Rodney, Mississippi Explained

Official Name:Rodney, Mississippi
Settlement Type:Ghost town
Nickname:"Petite Gulf", "Little Gulf"
Pushpin Map:USA#Mississippi
Subdivision Type:Country
Subdivision Name:United States
Subdivision Type1:State
Subdivision Name1:Mississippi
Subdivision Type2:County
Subdivision Name2:Jefferson
Established Title:Founded
Established Date:1828
Population As Of:2010
Timezone:Central (CST)
Utc Offset:-6
Timezone Dst:CDT
Utc Offset Dst:-5
Elevation Ft:82
Coordinates:31.8613°N -91.1998°W
Blank Name:GNIS feature ID
Blank Info:676809[1]

Rodney is a ghost town in Jefferson County, Mississippi, United States.[1] Most of the buildings are gone, and the remaining structures are in various states of disrepair. The town floods regularly, and buildings have extensive flood damage. The Rodney History And Preservation Society is restoring Rodney Presbyterian Church. Damage to the church's facade from the American Civil War has been maintained as part of the historical preservation, including a replica cannonball embedded above the balcony windows. The Rodney Center Historic District is on the National Register of Historic Places.[2]

The town is approximately northeast of Natchez. It is currently about two miles inland from the Mississippi River. Between the town and the Mississippi are wetlands, including a lake that roughly follows the river's former course. Atop the loess bluffs behind Rodney are its cemetery and Confederate earthworks from the Civil War.

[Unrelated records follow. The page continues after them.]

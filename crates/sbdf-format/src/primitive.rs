//! Primitive value I/O: one typed value, or a homogeneous array payload.
//!
//! A single String or Binary value is `i32` byte-count prefixed. An array
//! payload is an `i32` element count followed by raw little-endian
//! elements for fixed-width kinds, or by a packed block (`i32` byte
//! length, then varint-length-prefixed elements) for String and Binary.

use std::io::Read;

use bytes::{Buf, BufMut, Bytes};

use crate::array::ValueArray;
use crate::codec;
use crate::decimal::Decimal128;
use crate::error::FormatError;
use crate::temporal;
use crate::types::ValueKind;
use crate::value::Value;

/// Write one plain value in its primitive wire form.
///
/// Envelopes have no primitive form and are rejected; the streaming
/// writer demultiplexes them into sidebands before reaching this layer.
pub fn write_value(dst: &mut impl BufMut, value: &Value) -> Result<(), FormatError> {
    match value {
        Value::Bool(v) => codec::write_bool(dst, *v),
        Value::Int(v) => dst.put_i32_le(*v),
        Value::Long(v) => dst.put_i64_le(*v),
        Value::Float(v) => codec::write_f32(dst, *v),
        Value::Double(v) => codec::write_f64(dst, *v),
        Value::DateTime(v) => dst.put_i64_le(temporal::datetime_to_wire(*v)?),
        Value::Date(v) => dst.put_i64_le(temporal::date_to_wire(*v)?),
        Value::Time(v) => dst.put_i64_le(temporal::time_to_wire(*v)),
        Value::TimeSpan(v) => dst.put_i64_le(temporal::timespan_to_wire(*v)),
        Value::String(v) => codec::write_string(dst, v),
        Value::Binary(v) => {
            dst.put_i32_le(v.len() as i32);
            dst.put_slice(v);
        }
        Value::Decimal(v) => dst.put_slice(&v.to_le_bytes()),
        Value::Invalid | Value::Error(_) | Value::Replaced(_) => {
            return Err(FormatError::UnserializableValue);
        }
    }
    Ok(())
}

/// Read one value of the given kind in its primitive wire form.
pub fn read_value<R: Read>(src: &mut R, kind: ValueKind) -> Result<Value, FormatError> {
    let value = match kind {
        ValueKind::Bool => Value::Bool(codec::read_bool(src)?),
        ValueKind::Int => Value::Int(codec::read_i32(src)?),
        ValueKind::Long => Value::Long(codec::read_i64(src)?),
        ValueKind::Float => Value::Float(codec::read_f32(src)?),
        ValueKind::Double => Value::Double(codec::read_f64(src)?),
        ValueKind::DateTime => Value::DateTime(temporal::datetime_from_wire(codec::read_i64(src)?)?),
        ValueKind::Date => Value::Date(temporal::date_from_wire(codec::read_i64(src)?)?),
        ValueKind::Time => Value::Time(temporal::time_from_wire(codec::read_i64(src)?)),
        ValueKind::TimeSpan => Value::TimeSpan(temporal::timespan_from_wire(codec::read_i64(src)?)),
        ValueKind::String => Value::String(codec::read_string(src)?),
        ValueKind::Binary => {
            let len = codec::length_to_usize(codec::read_i32(src)?)?;
            Value::Binary(codec::read_blob(src, len)?)
        }
        ValueKind::Decimal => {
            let mut bytes = [0u8; 16];
            src.read_exact(&mut bytes).map_err(FormatError::from)?;
            Value::Decimal(Decimal128::from_le_bytes(bytes)?)
        }
        ValueKind::Unknown | ValueKind::UserDefined => {
            return Err(FormatError::UnknownValueType(kind.code()));
        }
    };
    Ok(value)
}

/// Advance past one value of the given kind without materializing it.
pub fn skip_value<R: Read>(src: &mut R, kind: ValueKind) -> Result<(), FormatError> {
    match kind.fixed_size() {
        Some(size) => codec::skip_bytes(src, size as u64),
        None if kind.is_array() => {
            let len = codec::length_to_usize(codec::read_i32(src)?)?;
            codec::skip_bytes(src, len as u64)
        }
        None => Err(FormatError::UnknownValueType(kind.code())),
    }
}

fn packed_block_len(lengths: impl Iterator<Item = usize>) -> i32 {
    lengths
        .map(|len| codec::packed_i32_len(len as i32) + len)
        .sum::<usize>() as i32
}

/// Write a homogeneous array payload: `i32` count, then the elements.
pub fn write_array_payload(dst: &mut impl BufMut, array: &ValueArray) -> Result<(), FormatError> {
    dst.put_i32_le(array.len() as i32);
    match array {
        ValueArray::Bool(values) => {
            for &v in values {
                codec::write_bool(dst, v);
            }
        }
        ValueArray::Int(values) => {
            for &v in values {
                dst.put_i32_le(v);
            }
        }
        ValueArray::Long(values) => {
            for &v in values {
                dst.put_i64_le(v);
            }
        }
        ValueArray::Float(values) => {
            for &v in values {
                codec::write_f32(dst, v);
            }
        }
        ValueArray::Double(values) => {
            for &v in values {
                codec::write_f64(dst, v);
            }
        }
        ValueArray::DateTime(values) => {
            for &v in values {
                dst.put_i64_le(temporal::datetime_to_wire(v)?);
            }
        }
        ValueArray::Date(values) => {
            for &v in values {
                dst.put_i64_le(temporal::date_to_wire(v)?);
            }
        }
        ValueArray::Time(values) => {
            for &v in values {
                dst.put_i64_le(temporal::time_to_wire(v));
            }
        }
        ValueArray::TimeSpan(values) => {
            for &v in values {
                dst.put_i64_le(temporal::timespan_to_wire(v));
            }
        }
        ValueArray::Decimal(values) => {
            for v in values {
                dst.put_slice(&v.to_le_bytes());
            }
        }
        ValueArray::String(values) => {
            dst.put_i32_le(packed_block_len(values.iter().map(String::len)));
            for v in values {
                codec::write_packed_i32(dst, v.len() as i32);
                dst.put_slice(v.as_bytes());
            }
        }
        ValueArray::Binary(values) => {
            dst.put_i32_le(packed_block_len(values.iter().map(Bytes::len)));
            for v in values {
                codec::write_packed_i32(dst, v.len() as i32);
                dst.put_slice(v);
            }
        }
    }
    Ok(())
}

fn fixed_payload_len(count: usize, size: usize) -> Result<usize, FormatError> {
    count.checked_mul(size).ok_or(FormatError::UnexpectedEof)
}

/// Split a packed-block element off the front of the cursor.
fn packed_element<'a>(cursor: &mut &'a [u8]) -> Result<&'a [u8], FormatError> {
    let len = codec::length_to_usize(codec::read_packed_i32(cursor)?)?;
    let remaining: &'a [u8] = *cursor;
    if remaining.len() < len {
        return Err(FormatError::UnexpectedEof);
    }
    let (element, tail) = remaining.split_at(len);
    *cursor = tail;
    Ok(element)
}

/// Read a homogeneous array payload of the given kind.
pub fn read_array_payload<R: Read>(
    src: &mut R,
    kind: ValueKind,
) -> Result<ValueArray, FormatError> {
    let count = codec::length_to_usize(codec::read_i32(src)?)?;

    if let Some(size) = kind.fixed_size() {
        let data = codec::read_blob(src, fixed_payload_len(count, size)?)?;
        let mut buf = &data[..];
        return Ok(match kind {
            ValueKind::Bool => ValueArray::Bool((0..count).map(|_| buf.get_u8() != 0).collect()),
            ValueKind::Int => ValueArray::Int((0..count).map(|_| buf.get_i32_le()).collect()),
            ValueKind::Long => ValueArray::Long((0..count).map(|_| buf.get_i64_le()).collect()),
            ValueKind::Float => {
                ValueArray::Float((0..count).map(|_| f32::from_bits(buf.get_u32_le())).collect())
            }
            ValueKind::Double => {
                ValueArray::Double((0..count).map(|_| f64::from_bits(buf.get_u64_le())).collect())
            }
            ValueKind::DateTime => {
                let mut values = Vec::with_capacity(count);
                for _ in 0..count {
                    values.push(temporal::datetime_from_wire(buf.get_i64_le())?);
                }
                ValueArray::DateTime(values)
            }
            ValueKind::Date => {
                let mut values = Vec::with_capacity(count);
                for _ in 0..count {
                    values.push(temporal::date_from_wire(buf.get_i64_le())?);
                }
                ValueArray::Date(values)
            }
            ValueKind::Time => ValueArray::Time(
                (0..count)
                    .map(|_| temporal::time_from_wire(buf.get_i64_le()))
                    .collect(),
            ),
            ValueKind::TimeSpan => ValueArray::TimeSpan(
                (0..count)
                    .map(|_| temporal::timespan_from_wire(buf.get_i64_le()))
                    .collect(),
            ),
            ValueKind::Decimal => {
                let mut values = Vec::with_capacity(count);
                for _ in 0..count {
                    let mut bytes = [0u8; 16];
                    buf.copy_to_slice(&mut bytes);
                    values.push(Decimal128::from_le_bytes(bytes)?);
                }
                ValueArray::Decimal(values)
            }
            _ => return Err(FormatError::UnknownValueType(kind.code())),
        });
    }

    let block_len = codec::length_to_usize(codec::read_i32(src)?)?;
    let block = codec::read_blob(src, block_len)?;
    let mut cursor = &block[..];
    match kind {
        ValueKind::String => {
            let mut values = Vec::with_capacity(count);
            for _ in 0..count {
                let element = packed_element(&mut cursor)?;
                values.push(
                    std::str::from_utf8(element)
                        .map_err(|_| FormatError::InvalidUtf8)?
                        .to_string(),
                );
            }
            Ok(ValueArray::String(values))
        }
        ValueKind::Binary => {
            let mut values = Vec::with_capacity(count);
            for _ in 0..count {
                values.push(Bytes::copy_from_slice(packed_element(&mut cursor)?));
            }
            Ok(ValueArray::Binary(values))
        }
        _ => Err(FormatError::UnknownValueType(kind.code())),
    }
}

/// Advance past a homogeneous array payload of the given kind.
pub fn skip_array_payload<R: Read>(src: &mut R, kind: ValueKind) -> Result<(), FormatError> {
    let count = codec::length_to_usize(codec::read_i32(src)?)?;
    match kind.fixed_size() {
        Some(size) => codec::skip_bytes(src, fixed_payload_len(count, size)? as u64),
        None if kind.is_array() => {
            let block_len = codec::length_to_usize(codec::read_i32(src)?)?;
            codec::skip_bytes(src, block_len as u64)
        }
        None => Err(FormatError::UnknownValueType(kind.code())),
    }
}

#[cfg(test)]
#[allow(clippy::unwrap_used)]
mod tests {
    use bytes::BytesMut;

    use super::*;

    fn roundtrip_value(value: &Value, kind: ValueKind) -> Value {
        let mut buf = BytesMut::new();
        write_value(&mut buf, value).unwrap();
        read_value(&mut buf.as_ref(), kind).unwrap()
    }

    #[test]
    fn test_single_value_roundtrips() {
        let cases = [
            (Value::Bool(true), ValueKind::Bool),
            (Value::Int(-42), ValueKind::Int),
            (Value::Long(1 << 40), ValueKind::Long),
            (Value::Float(1.5), ValueKind::Float),
            (Value::Double(-2.25), ValueKind::Double),
            (Value::from("hello"), ValueKind::String),
            (Value::from(vec![0u8, 255, 7]), ValueKind::Binary),
            (
                Value::Decimal(Decimal128::new(12345, 3).unwrap()),
                ValueKind::Decimal,
            ),
        ];
        for (value, kind) in cases {
            assert_eq!(roundtrip_value(&value, kind), value);
        }
    }

    #[test]
    fn test_envelope_has_no_primitive_form() {
        let mut buf = BytesMut::new();
        assert!(matches!(
            write_value(&mut buf, &Value::Invalid),
            Err(FormatError::UnserializableValue)
        ));
    }

    #[test]
    fn test_int_array_payload_layout() {
        let array = ValueArray::Int(vec![1, 2]);
        let mut buf = BytesMut::new();
        write_array_payload(&mut buf, &array).unwrap();
        assert_eq!(
            &buf[..],
            &[2, 0, 0, 0, 1, 0, 0, 0, 2, 0, 0, 0],
            "count then little-endian elements"
        );
    }

    #[test]
    fn test_string_array_packed_block() {
        let array = ValueArray::String(vec!["ab".to_string(), String::new(), "c".to_string()]);
        let mut buf = BytesMut::new();
        write_array_payload(&mut buf, &array).unwrap();
        // count 3, block length 6, then (2,"ab") (0,"") (1,"c").
        assert_eq!(
            &buf[..],
            &[3, 0, 0, 0, 6, 0, 0, 0, 2, b'a', b'b', 0, 1, b'c']
        );
        let back = read_array_payload(&mut buf.as_ref(), ValueKind::String).unwrap();
        assert_eq!(back, array);
    }

    #[test]
    fn test_array_payload_roundtrips() {
        let arrays = [
            ValueArray::Bool(vec![true, false, true]),
            ValueArray::Long(vec![i64::MIN, 0, i64::MAX]),
            ValueArray::Double(vec![0.0, -0.0, 3.25]),
            ValueArray::Binary(vec![Bytes::from_static(b"xy"), Bytes::new()]),
            ValueArray::Decimal(vec![
                Decimal128::ZERO,
                Decimal128::new(-999, 2).unwrap(),
            ]),
        ];
        for array in arrays {
            let mut buf = BytesMut::new();
            write_array_payload(&mut buf, &array).unwrap();
            let back = read_array_payload(&mut buf.as_ref(), array.kind()).unwrap();
            assert_eq!(back, array);
        }
    }

    #[test]
    fn test_skip_matches_read() {
        for array in [
            ValueArray::Int(vec![1, 2, 3]),
            ValueArray::String(vec!["abc".to_string(), "de".to_string()]),
        ] {
            let mut buf = BytesMut::new();
            write_array_payload(&mut buf, &array).unwrap();
            buf.put_u8(0xEE); // sentinel after the payload
            let mut src = buf.as_ref();
            skip_array_payload(&mut src, array.kind()).unwrap();
            assert_eq!(codec::read_u8(&mut src).unwrap(), 0xEE);
        }
    }

    #[test]
    fn test_skip_single_values() {
        let values = [
            Value::Long(9),
            Value::from("skip me"),
            Value::Decimal(Decimal128::ZERO),
        ];
        let mut buf = BytesMut::new();
        for value in &values {
            write_value(&mut buf, value).unwrap();
        }
        buf.put_u8(0xC3);
        let mut src = buf.as_ref();
        for kind in [ValueKind::Long, ValueKind::String, ValueKind::Decimal] {
            skip_value(&mut src, kind).unwrap();
        }
        assert_eq!(codec::read_u8(&mut src).unwrap(), 0xC3);
    }

    #[test]
    fn test_truncated_payload_is_eof() {
        let array = ValueArray::Int(vec![1, 2, 3]);
        let mut buf = BytesMut::new();
        write_array_payload(&mut buf, &array).unwrap();
        let truncated = &buf[..buf.len() - 1];
        assert!(matches!(
            read_array_payload(&mut &truncated[..], ValueKind::Int),
            Err(FormatError::UnexpectedEof)
        ));
    }
}
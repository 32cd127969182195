//! Trait for extracting Rust types from table values.

use bytes::Bytes;
use chrono::{NaiveDate, NaiveDateTime, NaiveTime, TimeDelta};
use thiserror::Error;

use crate::decimal::Decimal128;
use crate::value::Value;

/// Errors that can occur when converting a [`Value`] to a Rust type.
#[derive(Debug, Error, PartialEq, Eq)]
pub enum ConvertError {
    /// The value is the invalid (null) sentinel.
    #[error("unexpected invalid value")]
    UnexpectedInvalid,

    /// The value is an error envelope.
    #[error("value carries an error: {0}")]
    ErrorValue(String),

    /// The value's kind does not match the requested type.
    #[error("type mismatch: expected {expected}, got {actual}")]
    TypeMismatch {
        /// Requested Rust type.
        expected: &'static str,
        /// The value's actual variant name.
        actual: &'static str,
    },
}

/// Trait for types that can be extracted from table values.
///
/// Implemented for the Rust type of every value kind, enabling
/// type-safe extraction from [`Value`]s produced by a reader. A replaced
/// envelope converts as its inner value; the invalid sentinel and error
/// envelopes fail unless extracted through
/// [`from_value_nullable`](Self::from_value_nullable).
pub trait FromValue: Sized {
    /// Convert from a table value to this type.
    fn from_value(value: &Value) -> Result<Self, ConvertError>;

    /// Convert from a possibly-invalid table value.
    ///
    /// Returns `None` for the invalid sentinel.
    fn from_value_nullable(value: &Value) -> Result<Option<Self>, ConvertError> {
        if value.is_invalid() {
            Ok(None)
        } else {
            Self::from_value(value).map(Some)
        }
    }
}

fn envelope_error(value: &Value, expected: &'static str) -> ConvertError {
    match value {
        Value::Invalid => ConvertError::UnexpectedInvalid,
        Value::Error(message) => ConvertError::ErrorValue(message.clone()),
        other => ConvertError::TypeMismatch {
            expected,
            actual: other.type_name(),
        },
    }
}

macro_rules! impl_from_value {
    ($ty:ty, $name:literal, $variant:ident, $convert:expr) => {
        impl FromValue for $ty {
            fn from_value(value: &Value) -> Result<Self, ConvertError> {
                match value {
                    Value::$variant(v) => Ok($convert(v)),
                    Value::Replaced(inner) => Self::from_value(inner),
                    other => Err(envelope_error(other, $name)),
                }
            }
        }
    };
}

impl_from_value!(bool, "bool", Bool, |v: &bool| *v);
impl_from_value!(i32, "i32", Int, |v: &i32| *v);
impl_from_value!(f32, "f32", Float, |v: &f32| *v);
impl_from_value!(String, "String", String, |v: &String| v.clone());
impl_from_value!(Bytes, "Bytes", Binary, |v: &Bytes| v.clone());
impl_from_value!(Decimal128, "Decimal128", Decimal, |v: &Decimal128| *v);
impl_from_value!(NaiveDateTime, "NaiveDateTime", DateTime, |v: &NaiveDateTime| *v);
impl_from_value!(NaiveDate, "NaiveDate", Date, |v: &NaiveDate| *v);
impl_from_value!(NaiveTime, "NaiveTime", Time, |v: &NaiveTime| *v);
impl_from_value!(TimeDelta, "TimeDelta", TimeSpan, |v: &TimeDelta| *v);

impl FromValue for i64 {
    fn from_value(value: &Value) -> Result<Self, ConvertError> {
        match value {
            Value::Long(v) => Ok(*v),
            Value::Int(v) => Ok(i64::from(*v)),
            Value::Replaced(inner) => Self::from_value(inner),
            other => Err(envelope_error(other, "i64")),
        }
    }
}

impl FromValue for f64 {
    fn from_value(value: &Value) -> Result<Self, ConvertError> {
        match value {
            Value::Double(v) => Ok(*v),
            Value::Float(v) => Ok(f64::from(*v)),
            Value::Replaced(inner) => Self::from_value(inner),
            other => Err(envelope_error(other, "f64")),
        }
    }
}

impl FromValue for Vec<u8> {
    fn from_value(value: &Value) -> Result<Self, ConvertError> {
        Bytes::from_value(value).map(|b| b.to_vec())
    }
}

Rodney was a cultural center of the region in the early 1800s. In 1817, it was three votes away from becoming the capital of Mississippi. An important hybrid strain of cotton called Petit Gulf cotton and innovations to the cotton gin were developed in Rodney by Rush Nutt. Rodney was incorporated in 1828 and became the primary port for the surrounding area, with a population in the thousands. By 1860, the town was home to a variety of businesses, multiple newspapers, and Oakland College. During the Civil War, Confederate States Army cavalry captured the crew of a Union Army ship who were attending service in Rodney Presbyterian Church, resulting in the shelling of the city. After the war, the Mississippi River changed course, the railroad bypassed the area, and nearly all buildings burned down. The population declined until the town was disincorporated in 1930.[3] By 2010, only "a hand full of people" were reported to live in Rodney.[4]

History

Rodney's landing site was a key waypoint on Native American routes around the Mississippi Delta region.[5] Native American artifacts have been unearthed between the Natchez Trace overland route and Rodney.[5] The Natchez people likely used the area as a portage between the Mississippi River and White Apple Village.[5]

The area was claimed by the French in January 1763 as "Petite Gulf" in contrast to Grand Gulf, Mississippi upriver. The name referred to an inlet, or narrow bend in the river, downstream from Bayou Pierre.[6] After the French and Indian War, the region was ceded to Great Britain.[7] The earliest known land grant was to a Mr. Campbell in 1772.[8] Spain took control in 1781, and gave many land grants in West Florida to Anglo immigrants.[9] American settlers, including the Nutt and Calvit families, moved into the area that would become Rodney.[10] Spain lost control of the area in 1798,[11] [12] and on April 2, 1799, the Mississippi Territory was organized as a part of the United States.[13] Three years later, Delaware magistrate Thomas Rodney was sent to Jefferson County as a Territorial Judge.[14]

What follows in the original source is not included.